Requirements encountered
Some time ago, we need to quickly make a static display page, which requires a more responsive and beautiful. Because of the short time and the trouble of writing by oneself, I intend to go online to find ready-made words.
In the middle of the way, I found several pages that were good, and then I began to think about how to download the pages. "
Compile a set of Python materials and PDF, Python learning materials can be added to the learning group if necessary: 631441315, anyway, idle is also idle, it is better to learn something!~~
Since I haven't known about crawlers before, I naturally didn't think that crawlers can be used to grab web content. So my approach is:
- Open the chrome console and enter the Application option
- Find the Frames option, find the html file, and right-click Save As...
- Manually create the local js/css/images directory
- Open Images/Scripts/Stylesheets under the Frames option in turn, and right-click Save As for a file.
This was the best way I could think of at that time. However, this artificial method has the following shortcomings:
- Manual operation, troublesome and time-consuming
- If you are not careful, you will forget which file to save.

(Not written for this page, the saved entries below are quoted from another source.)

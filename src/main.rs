//! # Quran Companion CLI Entry Point
//!
//! Small host around the core library: loads configuration, computes
//! today's prayer times for the configured location, and prints them as a
//! plain table. Useful for development and for cron-style scheduling
//! scripts; the full application embeds the library behind a UI instead.

use anyhow::Context;
use chrono::{Local, NaiveDate};
use quran_companion_lib::config::Config;
use quran_companion_lib::prayer::{compute_prayer_times, GeoTime, PrayerTime};
use std::env;

fn main() -> anyhow::Result<()> {
    env_logger::init();

    let mut config_path = "companion-config.toml".to_string();
    let mut date_override: Option<NaiveDate> = None;

    let mut args = env::args().skip(1);
    while let Some(arg) = args.next() {
        match arg.as_str() {
            "--config" => {
                config_path = args.next().context("--config requires a path")?;
            }
            "--date" => {
                let raw = args.next().context("--date requires YYYY-MM-DD")?;
                date_override =
                    Some(NaiveDate::parse_from_str(&raw, "%Y-%m-%d").context("invalid --date")?);
            }
            "--help" | "-h" => {
                println!("usage: quran-companion [--config PATH] [--date YYYY-MM-DD]");
                return Ok(());
            }
            other => anyhow::bail!("unknown argument: {other}"),
        }
    }

    let config = Config::load_from_path(&config_path);

    let (Some(latitude), Some(longitude)) =
        (config.location.latitude, config.location.longitude)
    else {
        eprintln!("No location configured; prayer times unavailable.");
        eprintln!("Set [location] latitude/longitude/timezone in {config_path}.");
        return Ok(());
    };

    let date = date_override.unwrap_or_else(|| Local::now().date_naive());
    let geo = GeoTime {
        latitude,
        longitude,
        date,
        timezone: config.location.timezone.clone(),
    };

    let result = compute_prayer_times(
        &geo,
        config.prayer.method,
        config.prayer.asr_method,
        config.prayer.high_latitude_rule,
        &config.prayer.adjustments_minutes,
    )?;

    let place = config
        .location
        .city
        .clone()
        .unwrap_or_else(|| format!("{latitude:.2}, {longitude:.2}"));
    println!(
        "Prayer times — {place} — {date} [{}]",
        config.prayer.method.display_name()
    );

    for prayer in PrayerTime::ALL {
        match result.time(prayer) {
            Some(time) => println!(
                "  {:<8} {}  {}",
                prayer.english_name(),
                time.format("%H:%M"),
                prayer.arabic_name()
            ),
            None => println!(
                "  {:<8} --:--  (no solution at this latitude; pick a high-latitude rule)",
                prayer.english_name()
            ),
        }
    }

    if let Some(midnight) = result.midnight() {
        println!("  {:<8} {}", "Midnight", midnight.format("%H:%M"));
    }

    let now = Local::now().with_timezone(
        &result
            .time(PrayerTime::Dhuhr)
            .map(|t| t.timezone())
            .unwrap_or(chrono_tz::UTC),
    );
    if let Some(until) = result.time_until_next_prayer(now) {
        let next = result.next_prayer(now);
        println!(
            "\nNext: {} in {}h {:02}m",
            next.english_name(),
            until.num_hours(),
            until.num_minutes() % 60
        );
    }

    Ok(())
}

- It's hard to deal with the relationship between paths, such as a picture a.jpg, which is referenced in html by images/banner/a.jpg, so we have to solve path dependencies manually in the future.
Then just a few days ago, I contacted a little Python and thought that I could write a python crawler to help me automatically crawl static websites. So immediately start, refer to relevant information and so on.

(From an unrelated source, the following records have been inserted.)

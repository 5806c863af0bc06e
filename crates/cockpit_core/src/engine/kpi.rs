//! KPI current-value resolution.
//!
//! # Invariants
//! - Linked KPIs derive their value from plans only; `manual_current` is
//!   ignored while any link exists, even if every link dangles.
//! - A non-positive target is treated as 1 when computing progress.

use crate::model::common::{clamp_percent, EntityId};
use crate::model::kpi::Kpi;
use crate::model::plan::Plan;
use std::collections::BTreeMap;

/// Resolves the current value of `kpi` against the plan map.
///
/// Linked: `(mean effective progress of existing linked plans / 100) * target`.
/// Unlinked: `manual_current`. Dangling links are skipped; when nothing
/// resolves the current value is 0.
pub fn resolve_current(kpi: &Kpi, plans: &BTreeMap<EntityId, Plan>) -> f64 {
    if !kpi.is_linked() {
        return kpi.manual_current;
    }

    let progresses: Vec<f64> = kpi
        .linked_plan_ids
        .iter()
        .filter_map(|plan_id| plans.get(plan_id))
        .map(|plan| f64::from(plan.effective_progress()))
        .collect();
    if progresses.is_empty() {
        return 0.0;
    }

    let average = progresses.iter().sum::<f64>() / progresses.len() as f64;
    (average / 100.0) * kpi.target
}

/// `min(100, round(current / effective_target * 100))`, floored at 0.
pub fn progress_percent_of(current: f64, target: f64) -> u8 {
    let effective_target = if target > 0.0 { target } else { 1.0 };
    clamp_percent(current / effective_target * 100.0)
}

/// Progress of `kpi` toward its target, resolving the current value first.
pub fn progress_percent(kpi: &Kpi, plans: &BTreeMap<EntityId, Plan>) -> u8 {
    progress_percent_of(resolve_current(kpi, plans), kpi.target)
}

Next, I will share with you the whole process of crawler crawling static websites in detail.
Pre-knowledge Reserve
In the following code practice, we use python knowledge, regular expressions and so on. The core technology is regular expressions.
Let's have a look.
Basic knowledge of Python
If you've ever studied other languages before, I'm sure you can start python soon. For specific learning, you can check the official python documentation or other tutorials.
The concept of reptiles
Crawler, as I understand it, is actually an automatic computer program. In the field of web, the premise of its existence is to simulate the behavior of users in the browser.
Its principle is to simulate the user visiting the web page, get the content of the web page, then analyze the content of the web page, find out what we are interested in, and finally process the data.
The flow chart is as follows:
There are several popular reptilian mainstream implementations:
- Grab the content of the web page by yourself, and then implement the analysis process by yourself
- Crawler frameworks written by others, such as Scrapy
regular expression
concept
Regular expression is a string composed of a series of meta-characters and common characters. Its function is to match the text according to certain rules, and finally make a series of processing for the text.
Metacharacters are reserved characters in regular expressions. They have special matching rules, such as * representing matching 0 to infinite times, ordinary characters are abcd and so on.
For example, in the front-end, a common operation is to determine whether the user's input is empty. At this time, we can match it by regular expression. First, we filter out the blank values on both sides of the user's input. The specific implementation is as follows:
function trim(value) { return value.replace(/^\s+|\s+$/g, '') } // Output = > "Python Reptile" trim(' Python Reptile ');
Let's take a look at the metacharacters in regular expressions.
Metacharacters in Regular Expressions
Above, we said that meta-characters are reserved characters in regular expressions. They have special matching rules, so we should first understand the frequently occurring meta-characters.
Metacharacters matching a single character
- Represents matching an arbitrary character, except for n (newline character), such as matching arbitrary alphanumeric, etc.
- [...] denotes a character group, which can contain any character. It only matches any one of them. For example, [a b c] can match a or b or C. It is worth noting that the meta-characters in a character group are sometimes treated as ordinary characters, such as [-*?] and so on. It represents only - or * or?, not - intervals.* Represents 0 to infinite matches, 0 or 1 matches.
- Contrary to the meaning of [...], it means matching a character that does not belong to [...], not a character that does not match [...]. These two statements are subtle but very different. The former stipulates that a character must be matched, which is a must.
Example: [^ 123] can match 4/5/6, etc., but not 1/2/3
Metacharacters that provide counting
- * Represents matching 0 to infinite times, and can not match any character
- + Represents matching once to infinite times, at least once
- Represents matching 0 or 1 times
- {min, max} represents matching min times to Max times, such as a{3, 5} means that a matches at least 3-5 times.
Metacharacters that provide location
- ^ Represents the beginning of a matching string, such as ^ a indicates that a will appear at the beginning of a string, and bcd does not match.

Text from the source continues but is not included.